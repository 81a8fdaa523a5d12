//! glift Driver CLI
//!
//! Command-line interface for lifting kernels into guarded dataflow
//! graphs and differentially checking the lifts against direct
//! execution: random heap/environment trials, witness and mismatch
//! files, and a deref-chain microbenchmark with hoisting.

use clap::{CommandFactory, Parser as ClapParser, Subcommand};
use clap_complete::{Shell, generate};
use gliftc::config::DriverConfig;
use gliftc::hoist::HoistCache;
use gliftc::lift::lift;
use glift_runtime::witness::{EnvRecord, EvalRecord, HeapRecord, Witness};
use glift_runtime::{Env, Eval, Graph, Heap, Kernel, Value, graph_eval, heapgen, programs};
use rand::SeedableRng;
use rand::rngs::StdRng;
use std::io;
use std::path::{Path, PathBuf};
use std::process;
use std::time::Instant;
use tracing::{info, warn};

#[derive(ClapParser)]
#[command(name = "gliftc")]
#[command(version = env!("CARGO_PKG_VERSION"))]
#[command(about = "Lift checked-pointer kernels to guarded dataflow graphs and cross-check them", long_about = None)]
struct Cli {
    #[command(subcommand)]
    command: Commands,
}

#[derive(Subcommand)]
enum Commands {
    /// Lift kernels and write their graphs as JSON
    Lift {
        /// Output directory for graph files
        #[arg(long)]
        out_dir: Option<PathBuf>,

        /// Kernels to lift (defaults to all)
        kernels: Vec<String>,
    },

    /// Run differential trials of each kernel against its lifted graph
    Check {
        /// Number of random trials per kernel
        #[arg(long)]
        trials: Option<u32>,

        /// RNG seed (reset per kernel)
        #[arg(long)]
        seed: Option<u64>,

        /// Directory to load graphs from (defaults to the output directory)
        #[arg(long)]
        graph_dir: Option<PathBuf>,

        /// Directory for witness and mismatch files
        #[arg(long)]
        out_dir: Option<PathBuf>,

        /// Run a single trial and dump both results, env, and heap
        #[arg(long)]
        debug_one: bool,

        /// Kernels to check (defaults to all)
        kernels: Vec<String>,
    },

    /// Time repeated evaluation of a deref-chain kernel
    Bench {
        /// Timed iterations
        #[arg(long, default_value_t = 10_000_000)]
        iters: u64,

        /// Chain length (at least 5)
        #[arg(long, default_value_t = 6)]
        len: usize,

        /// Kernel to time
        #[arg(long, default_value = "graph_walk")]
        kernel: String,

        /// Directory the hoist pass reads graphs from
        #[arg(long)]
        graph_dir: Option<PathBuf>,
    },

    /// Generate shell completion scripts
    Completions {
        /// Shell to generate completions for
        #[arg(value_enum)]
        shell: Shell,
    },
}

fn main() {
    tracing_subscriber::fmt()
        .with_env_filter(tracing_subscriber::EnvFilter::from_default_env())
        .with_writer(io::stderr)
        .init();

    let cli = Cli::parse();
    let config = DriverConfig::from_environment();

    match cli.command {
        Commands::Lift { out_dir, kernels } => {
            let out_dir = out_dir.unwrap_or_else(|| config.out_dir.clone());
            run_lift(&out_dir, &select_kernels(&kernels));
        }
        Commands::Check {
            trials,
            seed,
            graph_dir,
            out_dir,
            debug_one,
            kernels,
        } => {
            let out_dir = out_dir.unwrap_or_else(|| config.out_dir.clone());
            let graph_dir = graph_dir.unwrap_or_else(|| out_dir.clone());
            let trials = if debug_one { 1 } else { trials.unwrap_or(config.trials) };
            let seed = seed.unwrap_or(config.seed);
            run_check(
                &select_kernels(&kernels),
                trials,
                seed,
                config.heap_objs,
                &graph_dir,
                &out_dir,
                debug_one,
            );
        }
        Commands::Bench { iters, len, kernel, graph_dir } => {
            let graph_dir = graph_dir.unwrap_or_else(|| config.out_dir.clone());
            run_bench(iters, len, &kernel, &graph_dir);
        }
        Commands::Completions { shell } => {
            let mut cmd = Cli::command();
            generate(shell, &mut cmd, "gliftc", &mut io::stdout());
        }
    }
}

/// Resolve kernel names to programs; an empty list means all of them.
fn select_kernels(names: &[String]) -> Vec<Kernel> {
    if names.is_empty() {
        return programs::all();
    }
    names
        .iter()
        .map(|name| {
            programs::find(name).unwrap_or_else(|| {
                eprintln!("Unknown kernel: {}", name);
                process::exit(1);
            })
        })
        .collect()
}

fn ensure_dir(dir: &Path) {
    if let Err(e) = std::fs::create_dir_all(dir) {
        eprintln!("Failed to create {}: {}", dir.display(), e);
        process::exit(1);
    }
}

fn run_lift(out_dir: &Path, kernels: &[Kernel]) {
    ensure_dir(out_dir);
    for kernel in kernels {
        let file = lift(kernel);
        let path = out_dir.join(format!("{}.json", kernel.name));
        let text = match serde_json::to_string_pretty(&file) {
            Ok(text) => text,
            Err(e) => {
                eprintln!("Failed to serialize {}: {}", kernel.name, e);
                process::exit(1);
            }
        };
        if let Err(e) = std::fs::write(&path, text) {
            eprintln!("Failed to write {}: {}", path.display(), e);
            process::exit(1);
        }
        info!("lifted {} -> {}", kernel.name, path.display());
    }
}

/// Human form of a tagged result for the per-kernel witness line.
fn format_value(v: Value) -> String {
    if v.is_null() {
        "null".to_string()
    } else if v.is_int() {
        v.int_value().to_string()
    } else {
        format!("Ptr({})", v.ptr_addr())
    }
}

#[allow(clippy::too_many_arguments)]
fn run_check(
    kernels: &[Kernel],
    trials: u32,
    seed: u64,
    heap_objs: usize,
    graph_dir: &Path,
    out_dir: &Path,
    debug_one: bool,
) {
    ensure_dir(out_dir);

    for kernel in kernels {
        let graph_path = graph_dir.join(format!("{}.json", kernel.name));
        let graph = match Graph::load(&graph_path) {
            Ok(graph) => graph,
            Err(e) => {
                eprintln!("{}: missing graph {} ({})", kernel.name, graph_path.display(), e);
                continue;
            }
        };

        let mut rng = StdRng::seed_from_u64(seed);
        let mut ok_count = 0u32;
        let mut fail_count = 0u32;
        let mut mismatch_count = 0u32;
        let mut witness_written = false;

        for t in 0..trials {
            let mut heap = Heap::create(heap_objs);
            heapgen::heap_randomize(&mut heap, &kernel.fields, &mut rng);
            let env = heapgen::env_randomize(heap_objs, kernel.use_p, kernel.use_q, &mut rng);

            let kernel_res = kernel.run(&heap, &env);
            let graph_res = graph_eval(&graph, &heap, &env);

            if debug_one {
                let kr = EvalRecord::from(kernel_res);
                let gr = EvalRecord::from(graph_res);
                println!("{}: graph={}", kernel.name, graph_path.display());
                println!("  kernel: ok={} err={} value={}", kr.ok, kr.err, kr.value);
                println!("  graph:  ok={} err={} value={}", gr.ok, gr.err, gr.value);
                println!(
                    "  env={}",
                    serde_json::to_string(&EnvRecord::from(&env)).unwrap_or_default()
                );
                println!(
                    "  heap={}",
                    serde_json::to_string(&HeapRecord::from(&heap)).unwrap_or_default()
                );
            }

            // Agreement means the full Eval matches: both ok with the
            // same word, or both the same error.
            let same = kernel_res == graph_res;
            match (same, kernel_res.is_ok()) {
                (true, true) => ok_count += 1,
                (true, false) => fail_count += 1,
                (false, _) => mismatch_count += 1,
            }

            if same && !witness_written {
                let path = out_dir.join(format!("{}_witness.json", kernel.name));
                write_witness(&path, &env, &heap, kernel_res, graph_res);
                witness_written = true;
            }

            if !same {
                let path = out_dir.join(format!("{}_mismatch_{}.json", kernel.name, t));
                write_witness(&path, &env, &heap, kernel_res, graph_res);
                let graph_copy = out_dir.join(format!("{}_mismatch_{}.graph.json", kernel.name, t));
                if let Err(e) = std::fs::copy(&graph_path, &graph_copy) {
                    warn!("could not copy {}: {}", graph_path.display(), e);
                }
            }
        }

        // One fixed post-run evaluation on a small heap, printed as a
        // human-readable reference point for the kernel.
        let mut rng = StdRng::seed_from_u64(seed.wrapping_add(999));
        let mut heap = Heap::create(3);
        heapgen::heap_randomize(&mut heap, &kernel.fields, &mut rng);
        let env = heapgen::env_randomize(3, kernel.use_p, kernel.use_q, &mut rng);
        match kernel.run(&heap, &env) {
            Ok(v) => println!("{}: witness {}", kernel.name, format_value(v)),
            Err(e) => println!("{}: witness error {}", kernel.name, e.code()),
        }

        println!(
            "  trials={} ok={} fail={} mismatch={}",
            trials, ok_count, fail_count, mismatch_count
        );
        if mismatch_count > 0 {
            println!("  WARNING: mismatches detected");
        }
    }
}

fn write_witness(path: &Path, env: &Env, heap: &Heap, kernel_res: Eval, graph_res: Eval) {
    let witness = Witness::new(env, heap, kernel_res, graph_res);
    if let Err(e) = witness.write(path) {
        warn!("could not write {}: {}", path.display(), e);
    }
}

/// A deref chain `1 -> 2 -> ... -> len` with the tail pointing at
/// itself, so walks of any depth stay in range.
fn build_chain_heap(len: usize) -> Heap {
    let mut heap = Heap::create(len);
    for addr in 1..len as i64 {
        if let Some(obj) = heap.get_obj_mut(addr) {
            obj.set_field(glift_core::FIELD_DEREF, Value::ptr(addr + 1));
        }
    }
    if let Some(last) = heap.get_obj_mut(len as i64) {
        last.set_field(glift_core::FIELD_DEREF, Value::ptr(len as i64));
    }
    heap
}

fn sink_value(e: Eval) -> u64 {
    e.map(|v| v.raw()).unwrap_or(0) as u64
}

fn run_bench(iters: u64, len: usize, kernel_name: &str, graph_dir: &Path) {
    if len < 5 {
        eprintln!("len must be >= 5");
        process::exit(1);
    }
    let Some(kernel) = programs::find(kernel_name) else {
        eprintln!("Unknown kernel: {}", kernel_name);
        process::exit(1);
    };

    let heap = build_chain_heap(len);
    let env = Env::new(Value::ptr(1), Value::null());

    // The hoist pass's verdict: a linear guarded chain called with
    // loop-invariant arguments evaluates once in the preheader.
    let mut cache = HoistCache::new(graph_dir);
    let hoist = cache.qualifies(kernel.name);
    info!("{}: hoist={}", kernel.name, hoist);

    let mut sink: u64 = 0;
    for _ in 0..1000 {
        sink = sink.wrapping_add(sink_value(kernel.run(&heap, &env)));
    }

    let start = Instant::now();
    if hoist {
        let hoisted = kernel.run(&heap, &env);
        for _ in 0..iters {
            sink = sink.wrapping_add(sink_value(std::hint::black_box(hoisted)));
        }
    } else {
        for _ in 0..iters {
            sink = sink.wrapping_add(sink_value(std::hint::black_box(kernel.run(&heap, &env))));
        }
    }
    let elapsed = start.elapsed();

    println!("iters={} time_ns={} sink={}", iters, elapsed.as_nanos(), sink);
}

════════════════════

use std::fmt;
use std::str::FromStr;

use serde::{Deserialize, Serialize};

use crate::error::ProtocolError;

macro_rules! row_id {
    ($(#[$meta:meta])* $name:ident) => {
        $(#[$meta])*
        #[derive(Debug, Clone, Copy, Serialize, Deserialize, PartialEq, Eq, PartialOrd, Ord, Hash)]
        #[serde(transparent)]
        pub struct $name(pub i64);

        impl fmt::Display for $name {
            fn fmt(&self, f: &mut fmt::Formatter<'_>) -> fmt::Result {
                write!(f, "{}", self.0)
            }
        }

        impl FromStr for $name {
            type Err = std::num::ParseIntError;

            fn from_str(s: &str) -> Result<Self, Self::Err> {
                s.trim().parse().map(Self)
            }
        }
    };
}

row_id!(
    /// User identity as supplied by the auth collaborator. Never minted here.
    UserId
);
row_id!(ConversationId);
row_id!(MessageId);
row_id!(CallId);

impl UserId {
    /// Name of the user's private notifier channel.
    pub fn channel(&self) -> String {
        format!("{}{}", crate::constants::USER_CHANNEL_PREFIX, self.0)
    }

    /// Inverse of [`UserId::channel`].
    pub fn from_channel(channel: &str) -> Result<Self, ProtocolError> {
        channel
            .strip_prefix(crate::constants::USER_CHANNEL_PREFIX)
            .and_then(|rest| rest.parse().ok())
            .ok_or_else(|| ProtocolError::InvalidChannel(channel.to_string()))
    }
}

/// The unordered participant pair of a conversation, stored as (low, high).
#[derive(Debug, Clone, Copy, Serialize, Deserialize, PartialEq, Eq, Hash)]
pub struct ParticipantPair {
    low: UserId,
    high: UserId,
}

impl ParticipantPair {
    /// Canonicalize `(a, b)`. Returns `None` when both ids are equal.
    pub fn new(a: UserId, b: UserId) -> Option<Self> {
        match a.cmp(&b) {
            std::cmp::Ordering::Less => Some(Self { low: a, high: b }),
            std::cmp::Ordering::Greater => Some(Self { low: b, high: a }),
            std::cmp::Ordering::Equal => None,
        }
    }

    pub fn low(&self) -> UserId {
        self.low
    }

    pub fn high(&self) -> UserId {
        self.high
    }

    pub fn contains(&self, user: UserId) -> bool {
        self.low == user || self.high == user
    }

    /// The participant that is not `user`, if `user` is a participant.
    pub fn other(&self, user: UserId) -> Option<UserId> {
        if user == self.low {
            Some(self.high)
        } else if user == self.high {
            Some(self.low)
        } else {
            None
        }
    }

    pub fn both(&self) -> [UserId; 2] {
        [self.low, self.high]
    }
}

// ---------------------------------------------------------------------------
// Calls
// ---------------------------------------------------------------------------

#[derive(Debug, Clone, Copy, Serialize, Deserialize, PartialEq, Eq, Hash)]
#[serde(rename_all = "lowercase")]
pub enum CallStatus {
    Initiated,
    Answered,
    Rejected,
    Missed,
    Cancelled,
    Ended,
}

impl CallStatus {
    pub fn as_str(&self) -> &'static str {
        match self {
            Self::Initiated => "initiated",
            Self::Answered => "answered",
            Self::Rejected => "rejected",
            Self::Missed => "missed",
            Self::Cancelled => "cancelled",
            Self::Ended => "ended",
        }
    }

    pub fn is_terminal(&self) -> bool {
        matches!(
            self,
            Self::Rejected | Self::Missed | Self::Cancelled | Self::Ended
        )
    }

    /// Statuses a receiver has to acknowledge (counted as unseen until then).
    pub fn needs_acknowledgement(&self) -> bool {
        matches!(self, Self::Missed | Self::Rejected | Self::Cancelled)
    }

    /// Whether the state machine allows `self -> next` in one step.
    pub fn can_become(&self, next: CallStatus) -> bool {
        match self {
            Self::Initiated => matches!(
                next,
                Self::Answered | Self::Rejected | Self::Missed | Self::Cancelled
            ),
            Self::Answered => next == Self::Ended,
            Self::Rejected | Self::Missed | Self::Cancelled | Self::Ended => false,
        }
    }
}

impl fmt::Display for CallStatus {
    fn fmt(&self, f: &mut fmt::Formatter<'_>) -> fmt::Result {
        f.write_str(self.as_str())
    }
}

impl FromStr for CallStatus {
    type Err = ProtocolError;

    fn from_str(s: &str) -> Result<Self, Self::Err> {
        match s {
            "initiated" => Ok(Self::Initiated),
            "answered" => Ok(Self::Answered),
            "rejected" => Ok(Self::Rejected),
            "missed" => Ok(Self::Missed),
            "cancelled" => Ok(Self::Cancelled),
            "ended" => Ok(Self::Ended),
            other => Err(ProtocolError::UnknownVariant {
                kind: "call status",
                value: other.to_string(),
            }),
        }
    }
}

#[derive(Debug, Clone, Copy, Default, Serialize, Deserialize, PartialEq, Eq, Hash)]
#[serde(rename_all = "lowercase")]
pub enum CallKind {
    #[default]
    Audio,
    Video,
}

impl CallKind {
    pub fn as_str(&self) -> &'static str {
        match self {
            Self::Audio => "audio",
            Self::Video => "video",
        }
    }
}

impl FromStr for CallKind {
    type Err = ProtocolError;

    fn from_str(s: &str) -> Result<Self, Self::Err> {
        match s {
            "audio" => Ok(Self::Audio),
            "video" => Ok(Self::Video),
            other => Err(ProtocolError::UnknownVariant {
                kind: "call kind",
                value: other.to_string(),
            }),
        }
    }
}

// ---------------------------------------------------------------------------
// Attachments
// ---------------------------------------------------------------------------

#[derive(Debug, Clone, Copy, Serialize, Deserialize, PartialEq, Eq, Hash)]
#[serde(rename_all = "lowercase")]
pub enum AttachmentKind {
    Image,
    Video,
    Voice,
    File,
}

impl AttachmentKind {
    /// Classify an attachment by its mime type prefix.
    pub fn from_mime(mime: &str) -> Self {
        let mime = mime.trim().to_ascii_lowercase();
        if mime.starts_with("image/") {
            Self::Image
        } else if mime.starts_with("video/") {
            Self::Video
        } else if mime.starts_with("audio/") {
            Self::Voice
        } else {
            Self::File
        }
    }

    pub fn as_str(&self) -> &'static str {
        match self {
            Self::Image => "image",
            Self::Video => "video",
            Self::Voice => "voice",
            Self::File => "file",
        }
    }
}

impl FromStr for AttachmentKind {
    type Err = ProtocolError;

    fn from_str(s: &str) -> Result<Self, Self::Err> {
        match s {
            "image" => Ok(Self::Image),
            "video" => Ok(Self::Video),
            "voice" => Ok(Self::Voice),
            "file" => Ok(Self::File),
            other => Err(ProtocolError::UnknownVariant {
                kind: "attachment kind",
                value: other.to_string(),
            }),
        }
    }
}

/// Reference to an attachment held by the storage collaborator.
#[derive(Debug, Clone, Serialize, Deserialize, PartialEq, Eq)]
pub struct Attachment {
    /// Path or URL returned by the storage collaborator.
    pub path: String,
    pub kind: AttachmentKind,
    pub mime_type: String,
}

════════════════════

Print again the lines of the entries above that fall between the line holding "use gliftc::hoist::HoistCache;" and the line holding "use std::io;", inclusive, exactly as they stand.

• [Result of this task]
use gliftc::hoist::HoistCache;
use gliftc::lift::lift;
use glift_runtime::witness::{EnvRecord, EvalRecord, HeapRecord, Witness};
use glift_runtime::{Env, Eval, Graph, Heap, Kernel, Value, graph_eval, heapgen, programs};
use rand::SeedableRng;
use rand::rngs::StdRng;
use std::io;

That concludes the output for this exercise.